— Exercise objective —
Entries follow. Give back exactly the lines starting at the one containing "(Repr::Zero, Repr::Zero) =>" and ending at the one containing "fn add(self, rhs: Self)", and no other lines.

(Given records Opens)

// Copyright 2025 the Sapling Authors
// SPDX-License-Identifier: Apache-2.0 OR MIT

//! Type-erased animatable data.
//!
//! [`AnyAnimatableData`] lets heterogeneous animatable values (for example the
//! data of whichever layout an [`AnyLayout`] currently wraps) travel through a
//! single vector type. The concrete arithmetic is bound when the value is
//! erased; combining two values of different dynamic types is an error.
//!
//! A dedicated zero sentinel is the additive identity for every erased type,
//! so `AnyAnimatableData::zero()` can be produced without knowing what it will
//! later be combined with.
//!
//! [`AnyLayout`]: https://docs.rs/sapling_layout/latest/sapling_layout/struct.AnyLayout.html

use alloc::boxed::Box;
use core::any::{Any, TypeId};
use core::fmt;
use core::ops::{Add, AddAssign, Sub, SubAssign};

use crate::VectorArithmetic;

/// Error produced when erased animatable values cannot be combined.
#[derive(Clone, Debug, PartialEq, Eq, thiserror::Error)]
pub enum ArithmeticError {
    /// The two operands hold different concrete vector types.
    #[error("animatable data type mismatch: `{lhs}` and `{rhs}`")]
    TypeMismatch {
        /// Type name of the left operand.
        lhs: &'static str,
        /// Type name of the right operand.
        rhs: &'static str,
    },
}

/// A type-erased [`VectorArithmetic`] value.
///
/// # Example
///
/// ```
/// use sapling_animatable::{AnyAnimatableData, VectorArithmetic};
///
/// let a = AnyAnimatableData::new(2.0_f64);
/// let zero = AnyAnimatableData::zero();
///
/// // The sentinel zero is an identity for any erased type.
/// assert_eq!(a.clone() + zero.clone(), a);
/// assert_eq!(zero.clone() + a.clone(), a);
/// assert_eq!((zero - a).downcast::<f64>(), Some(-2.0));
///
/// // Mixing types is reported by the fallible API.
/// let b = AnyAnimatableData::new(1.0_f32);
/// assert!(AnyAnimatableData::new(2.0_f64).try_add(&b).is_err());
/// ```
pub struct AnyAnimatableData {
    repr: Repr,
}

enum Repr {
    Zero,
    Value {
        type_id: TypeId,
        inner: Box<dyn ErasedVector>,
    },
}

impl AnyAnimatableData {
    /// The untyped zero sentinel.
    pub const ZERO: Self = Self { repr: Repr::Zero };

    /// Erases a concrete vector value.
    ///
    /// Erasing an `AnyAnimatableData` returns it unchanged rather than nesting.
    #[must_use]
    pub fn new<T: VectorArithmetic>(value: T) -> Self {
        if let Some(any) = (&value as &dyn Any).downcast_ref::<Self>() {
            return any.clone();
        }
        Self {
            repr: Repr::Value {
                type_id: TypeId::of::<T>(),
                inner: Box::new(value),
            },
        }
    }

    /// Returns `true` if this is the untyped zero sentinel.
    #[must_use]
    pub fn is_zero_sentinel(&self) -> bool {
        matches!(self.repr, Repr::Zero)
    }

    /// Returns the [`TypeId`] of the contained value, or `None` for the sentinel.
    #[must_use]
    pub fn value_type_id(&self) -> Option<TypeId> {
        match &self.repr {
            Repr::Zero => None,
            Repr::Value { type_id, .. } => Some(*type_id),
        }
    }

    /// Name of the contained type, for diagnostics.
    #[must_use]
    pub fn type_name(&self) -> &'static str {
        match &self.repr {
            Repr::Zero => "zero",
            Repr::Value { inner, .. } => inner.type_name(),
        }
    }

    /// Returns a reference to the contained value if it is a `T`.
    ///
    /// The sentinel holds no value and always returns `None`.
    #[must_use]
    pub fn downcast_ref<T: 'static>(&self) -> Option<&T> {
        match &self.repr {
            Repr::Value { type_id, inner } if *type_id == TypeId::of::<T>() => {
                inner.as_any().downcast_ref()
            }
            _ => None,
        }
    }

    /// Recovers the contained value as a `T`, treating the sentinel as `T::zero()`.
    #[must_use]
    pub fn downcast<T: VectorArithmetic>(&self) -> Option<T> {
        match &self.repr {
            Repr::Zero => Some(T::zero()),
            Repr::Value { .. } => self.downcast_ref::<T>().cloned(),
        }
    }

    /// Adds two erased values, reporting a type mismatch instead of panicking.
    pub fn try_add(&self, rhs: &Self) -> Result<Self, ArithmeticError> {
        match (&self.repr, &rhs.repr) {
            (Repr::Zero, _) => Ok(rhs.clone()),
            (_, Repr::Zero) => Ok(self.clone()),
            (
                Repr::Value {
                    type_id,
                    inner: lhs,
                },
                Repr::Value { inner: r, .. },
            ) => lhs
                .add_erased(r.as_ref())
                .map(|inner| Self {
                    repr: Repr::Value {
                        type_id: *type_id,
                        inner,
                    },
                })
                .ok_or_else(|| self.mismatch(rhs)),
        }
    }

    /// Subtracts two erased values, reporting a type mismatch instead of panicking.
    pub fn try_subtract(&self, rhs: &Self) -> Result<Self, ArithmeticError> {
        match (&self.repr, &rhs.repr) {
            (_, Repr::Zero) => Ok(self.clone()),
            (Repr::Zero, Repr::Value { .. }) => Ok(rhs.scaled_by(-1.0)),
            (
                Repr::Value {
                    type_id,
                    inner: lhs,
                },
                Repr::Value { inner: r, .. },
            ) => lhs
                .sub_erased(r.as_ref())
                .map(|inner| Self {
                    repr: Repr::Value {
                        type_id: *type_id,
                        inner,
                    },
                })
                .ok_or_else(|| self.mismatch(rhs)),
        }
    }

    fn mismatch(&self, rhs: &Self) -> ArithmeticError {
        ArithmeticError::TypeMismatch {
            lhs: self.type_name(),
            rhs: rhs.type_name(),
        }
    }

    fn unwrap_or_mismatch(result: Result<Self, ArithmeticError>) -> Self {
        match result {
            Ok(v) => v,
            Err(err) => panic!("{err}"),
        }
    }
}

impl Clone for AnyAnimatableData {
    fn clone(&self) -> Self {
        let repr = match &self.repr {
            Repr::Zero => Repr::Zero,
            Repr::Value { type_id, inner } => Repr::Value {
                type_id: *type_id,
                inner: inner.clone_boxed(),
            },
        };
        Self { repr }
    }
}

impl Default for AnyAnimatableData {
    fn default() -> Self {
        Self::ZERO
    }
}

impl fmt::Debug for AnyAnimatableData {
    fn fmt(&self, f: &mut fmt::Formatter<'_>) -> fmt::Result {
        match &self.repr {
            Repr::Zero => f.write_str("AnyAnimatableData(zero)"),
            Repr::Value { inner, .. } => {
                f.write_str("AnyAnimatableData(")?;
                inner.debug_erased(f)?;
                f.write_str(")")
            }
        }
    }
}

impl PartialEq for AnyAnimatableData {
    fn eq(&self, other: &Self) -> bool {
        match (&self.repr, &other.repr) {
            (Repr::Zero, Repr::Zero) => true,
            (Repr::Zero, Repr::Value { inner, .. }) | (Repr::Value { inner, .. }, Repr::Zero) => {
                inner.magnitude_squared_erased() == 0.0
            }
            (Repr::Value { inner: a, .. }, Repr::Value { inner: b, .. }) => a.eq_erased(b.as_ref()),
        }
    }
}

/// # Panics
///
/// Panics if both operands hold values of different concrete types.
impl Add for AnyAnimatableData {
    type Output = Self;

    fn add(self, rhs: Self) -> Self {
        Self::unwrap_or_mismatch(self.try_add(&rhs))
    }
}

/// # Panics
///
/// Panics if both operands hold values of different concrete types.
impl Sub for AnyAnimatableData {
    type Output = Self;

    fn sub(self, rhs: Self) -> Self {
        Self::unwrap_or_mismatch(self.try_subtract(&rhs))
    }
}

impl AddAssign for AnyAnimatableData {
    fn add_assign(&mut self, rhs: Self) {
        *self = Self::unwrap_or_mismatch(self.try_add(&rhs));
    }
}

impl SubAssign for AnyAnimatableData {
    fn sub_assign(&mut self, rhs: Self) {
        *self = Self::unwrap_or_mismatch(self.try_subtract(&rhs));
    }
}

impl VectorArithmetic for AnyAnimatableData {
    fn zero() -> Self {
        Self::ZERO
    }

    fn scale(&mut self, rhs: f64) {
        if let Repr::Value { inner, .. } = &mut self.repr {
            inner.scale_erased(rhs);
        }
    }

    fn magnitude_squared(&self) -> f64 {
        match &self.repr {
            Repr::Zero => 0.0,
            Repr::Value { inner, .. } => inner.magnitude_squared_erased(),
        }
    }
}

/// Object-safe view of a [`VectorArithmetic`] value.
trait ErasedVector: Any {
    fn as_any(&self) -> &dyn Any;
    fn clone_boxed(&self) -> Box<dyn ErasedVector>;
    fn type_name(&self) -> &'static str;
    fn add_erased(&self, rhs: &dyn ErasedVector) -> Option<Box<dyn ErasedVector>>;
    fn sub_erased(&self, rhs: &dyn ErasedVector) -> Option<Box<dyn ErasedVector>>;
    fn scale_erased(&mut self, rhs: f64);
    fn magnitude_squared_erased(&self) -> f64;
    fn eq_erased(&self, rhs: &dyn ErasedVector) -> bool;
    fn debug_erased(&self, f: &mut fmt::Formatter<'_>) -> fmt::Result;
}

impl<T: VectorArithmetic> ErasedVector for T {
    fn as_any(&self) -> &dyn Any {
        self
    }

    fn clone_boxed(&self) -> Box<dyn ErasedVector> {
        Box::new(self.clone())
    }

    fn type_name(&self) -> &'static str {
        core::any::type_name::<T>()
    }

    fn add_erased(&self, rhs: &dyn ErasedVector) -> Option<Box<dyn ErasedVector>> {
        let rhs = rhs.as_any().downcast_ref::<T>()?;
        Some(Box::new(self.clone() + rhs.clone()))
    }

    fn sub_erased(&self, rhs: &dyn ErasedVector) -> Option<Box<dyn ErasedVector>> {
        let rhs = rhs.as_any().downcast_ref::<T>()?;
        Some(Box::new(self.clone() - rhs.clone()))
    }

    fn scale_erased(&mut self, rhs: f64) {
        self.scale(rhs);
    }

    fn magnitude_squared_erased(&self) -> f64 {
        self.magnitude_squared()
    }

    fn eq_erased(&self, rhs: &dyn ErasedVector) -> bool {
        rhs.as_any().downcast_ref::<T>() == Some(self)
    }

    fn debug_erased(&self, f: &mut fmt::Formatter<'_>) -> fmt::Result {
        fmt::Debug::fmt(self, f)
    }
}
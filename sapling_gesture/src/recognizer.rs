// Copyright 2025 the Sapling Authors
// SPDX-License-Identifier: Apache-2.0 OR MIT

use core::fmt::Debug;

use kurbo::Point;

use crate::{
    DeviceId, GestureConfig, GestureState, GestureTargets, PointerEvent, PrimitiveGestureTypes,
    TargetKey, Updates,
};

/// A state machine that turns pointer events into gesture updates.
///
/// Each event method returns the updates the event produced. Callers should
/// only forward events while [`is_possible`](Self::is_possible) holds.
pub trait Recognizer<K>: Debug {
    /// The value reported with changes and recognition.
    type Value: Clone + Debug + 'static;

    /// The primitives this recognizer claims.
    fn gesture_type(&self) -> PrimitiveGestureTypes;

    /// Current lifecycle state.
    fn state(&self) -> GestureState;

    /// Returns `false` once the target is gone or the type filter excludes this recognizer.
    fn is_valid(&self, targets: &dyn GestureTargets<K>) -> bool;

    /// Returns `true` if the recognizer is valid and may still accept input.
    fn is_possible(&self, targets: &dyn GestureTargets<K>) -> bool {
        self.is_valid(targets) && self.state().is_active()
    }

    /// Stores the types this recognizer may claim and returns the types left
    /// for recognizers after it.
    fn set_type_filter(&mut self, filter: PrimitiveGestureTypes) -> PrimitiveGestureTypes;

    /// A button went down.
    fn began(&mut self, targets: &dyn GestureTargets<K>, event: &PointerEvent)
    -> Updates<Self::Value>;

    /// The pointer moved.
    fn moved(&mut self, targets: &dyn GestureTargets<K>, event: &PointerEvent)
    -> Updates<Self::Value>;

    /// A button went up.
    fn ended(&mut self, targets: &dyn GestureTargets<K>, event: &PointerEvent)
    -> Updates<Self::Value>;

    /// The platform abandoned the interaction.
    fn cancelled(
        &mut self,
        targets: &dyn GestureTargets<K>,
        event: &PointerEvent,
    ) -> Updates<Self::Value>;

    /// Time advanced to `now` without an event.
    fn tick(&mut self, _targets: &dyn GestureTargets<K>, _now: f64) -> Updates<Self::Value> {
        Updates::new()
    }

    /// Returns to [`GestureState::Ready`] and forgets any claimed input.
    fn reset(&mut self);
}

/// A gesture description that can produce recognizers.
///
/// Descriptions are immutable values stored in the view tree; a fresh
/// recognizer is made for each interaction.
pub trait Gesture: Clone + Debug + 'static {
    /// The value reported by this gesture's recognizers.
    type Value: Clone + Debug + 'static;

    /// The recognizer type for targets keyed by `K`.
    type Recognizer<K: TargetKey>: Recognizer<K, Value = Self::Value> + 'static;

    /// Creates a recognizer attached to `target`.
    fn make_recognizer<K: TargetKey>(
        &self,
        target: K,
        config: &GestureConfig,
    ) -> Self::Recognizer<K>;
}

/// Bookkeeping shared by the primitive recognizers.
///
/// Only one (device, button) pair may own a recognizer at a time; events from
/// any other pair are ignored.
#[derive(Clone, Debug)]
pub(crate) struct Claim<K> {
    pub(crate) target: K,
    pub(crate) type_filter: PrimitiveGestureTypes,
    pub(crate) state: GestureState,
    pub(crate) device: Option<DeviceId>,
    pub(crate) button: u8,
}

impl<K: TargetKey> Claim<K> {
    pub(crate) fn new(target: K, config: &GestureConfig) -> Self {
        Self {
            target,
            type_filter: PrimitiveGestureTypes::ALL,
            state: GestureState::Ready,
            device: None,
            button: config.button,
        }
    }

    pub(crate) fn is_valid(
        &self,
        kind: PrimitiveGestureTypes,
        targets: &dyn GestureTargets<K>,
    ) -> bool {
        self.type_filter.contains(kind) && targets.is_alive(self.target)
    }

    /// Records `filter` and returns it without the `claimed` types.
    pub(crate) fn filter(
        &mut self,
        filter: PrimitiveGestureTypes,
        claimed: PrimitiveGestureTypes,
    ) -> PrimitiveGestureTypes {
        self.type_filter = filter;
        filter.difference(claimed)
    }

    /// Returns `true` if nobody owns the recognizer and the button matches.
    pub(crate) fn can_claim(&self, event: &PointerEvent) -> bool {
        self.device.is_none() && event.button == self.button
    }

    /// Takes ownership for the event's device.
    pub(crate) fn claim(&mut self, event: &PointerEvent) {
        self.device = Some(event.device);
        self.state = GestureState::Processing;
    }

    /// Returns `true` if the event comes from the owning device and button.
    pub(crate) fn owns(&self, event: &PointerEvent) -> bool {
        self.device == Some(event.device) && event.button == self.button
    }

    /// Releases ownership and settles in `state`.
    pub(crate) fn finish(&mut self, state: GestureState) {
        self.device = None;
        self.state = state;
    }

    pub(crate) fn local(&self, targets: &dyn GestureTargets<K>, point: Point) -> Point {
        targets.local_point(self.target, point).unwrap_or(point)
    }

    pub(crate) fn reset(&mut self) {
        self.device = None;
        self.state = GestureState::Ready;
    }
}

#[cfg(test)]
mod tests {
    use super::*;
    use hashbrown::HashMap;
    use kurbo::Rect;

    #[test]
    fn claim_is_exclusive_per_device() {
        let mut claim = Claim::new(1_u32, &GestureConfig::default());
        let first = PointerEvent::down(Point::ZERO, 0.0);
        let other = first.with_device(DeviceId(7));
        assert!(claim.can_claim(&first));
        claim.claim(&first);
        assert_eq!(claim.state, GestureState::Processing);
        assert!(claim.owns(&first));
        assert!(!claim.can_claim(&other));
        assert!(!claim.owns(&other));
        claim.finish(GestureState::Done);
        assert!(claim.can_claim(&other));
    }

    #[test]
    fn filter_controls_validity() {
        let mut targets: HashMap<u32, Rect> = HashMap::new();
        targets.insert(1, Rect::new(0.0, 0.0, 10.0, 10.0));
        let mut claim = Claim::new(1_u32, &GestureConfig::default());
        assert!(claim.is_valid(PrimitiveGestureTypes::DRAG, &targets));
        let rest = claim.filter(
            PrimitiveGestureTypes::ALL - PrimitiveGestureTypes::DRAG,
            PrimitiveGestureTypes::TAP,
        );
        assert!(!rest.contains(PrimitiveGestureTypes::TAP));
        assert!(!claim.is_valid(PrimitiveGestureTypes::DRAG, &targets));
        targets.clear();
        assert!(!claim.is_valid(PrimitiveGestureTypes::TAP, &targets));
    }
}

(Given records Closes)

— Result for this task —
            (Repr::Zero, Repr::Zero) => true,
            (Repr::Zero, Repr::Value { inner, .. }) | (Repr::Value { inner, .. }, Repr::Zero) => {
                inner.magnitude_squared_erased() == 0.0
            }
            (Repr::Value { inner: a, .. }, Repr::Value { inner: b, .. }) => a.eq_erased(b.as_ref()),
        }
    }
}

/// # Panics
///
/// Panics if both operands hold values of different concrete types.
impl Add for AnyAnimatableData {
    type Output = Self;

    fn add(self, rhs: Self) -> Self {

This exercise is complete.